◆ What to do: Whichever lines of the material contain "Orchestrator", copy each of them.

*** Opening Data to process ***

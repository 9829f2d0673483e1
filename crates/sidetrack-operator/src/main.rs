//! sidetrack-operator - drives `Session` objects to convergence.
//!
//! Watches the `Session` custom resource and runs the core reconciliation
//! engine against the cluster: forked workloads, header-scoped mesh
//! routes, and session hosts on gateways appear while a session exists and
//! are unwound when it is deleted. The controller loop owns all retry
//! behavior; the engine itself never sleeps.

mod config;
mod controller;

use std::path::PathBuf;
use std::sync::Arc;

use anyhow::{Context as _, Result};
use clap::Parser;
use kube::Client;
use tracing::info;
use tracing_subscriber::layer::SubscriberExt;
use tracing_subscriber::util::SubscriberInitExt;
use tracing_subscriber::EnvFilter;

use sidetrack_core::{JsonEngine, KubeClient, Orchestrator};

/// sidetrack operator - ephemeral side tracks through an Istio mesh
#[derive(Parser, Debug)]
#[command(name = "sidetrack-operator")]
#[command(version, about, long_about = None)]
struct Args {
    /// Path to the operator configuration file
    #[arg(short, long, default_value = "sidetrack.toml")]
    config: PathBuf,

    /// Namespace to watch (overrides the config file; default: all)
    #[arg(long)]
    namespace: Option<String>,

    /// Log level (trace, debug, info, warn, error)
    #[arg(long, default_value = "info")]
    log_level: String,

    /// Log to file instead of stdout
    #[arg(long)]
    log_file: Option<PathBuf>,
}

#[tokio::main]
async fn main() -> Result<()> {
    let args = Args::parse();
    init_tracing(&args)?;

    let mut config =
        config::OperatorConfig::load(&args.config).context("failed to load configuration")?;
    if !args.config.exists() {
        info!(path = ?args.config, "no config file found, using defaults");
    }
    if let Some(namespace) = args.namespace {
        config.namespace = Some(namespace);
    }

    let client = Client::try_default()
        .await
        .context("failed to build cluster client")?;

    let context = controller::Context {
        client: client.clone(),
        cluster: Arc::new(KubeClient::new(client)),
        orchestrator: Orchestrator::with_defaults(Arc::new(JsonEngine)),
        config,
    };

    info!(
        namespace = context.config.namespace.as_deref().unwrap_or("<all>"),
        "sidetrack operator started"
    );
    controller::run(Arc::new(context)).await;
    info!("operator shut down");
    Ok(())
}

fn init_tracing(args: &Args) -> Result<()> {
    let filter = EnvFilter::try_new(&args.log_level).unwrap_or_else(|_| EnvFilter::new("info"));

    if let Some(log_file) = &args.log_file {
        let file = std::fs::OpenOptions::new()
            .create(true)
            .append(true)
            .open(log_file)
            .context("failed to open log file")?;

        tracing_subscriber::registry()
            .with(filter)
            .with(
                tracing_subscriber::fmt::layer()
                    .with_writer(file)
                    .with_ansi(false),
            )
            .init();
    } else {
        tracing_subscriber::registry()
            .with(filter)
            .with(tracing_subscriber::fmt::layer())
            .init();
    }
    Ok(())
}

*** Closing Data to process ***

◆ Written response:
use sidetrack_core::{JsonEngine, KubeClient, Orchestrator};
        orchestrator: Orchestrator::with_defaults(Arc::new(JsonEngine)),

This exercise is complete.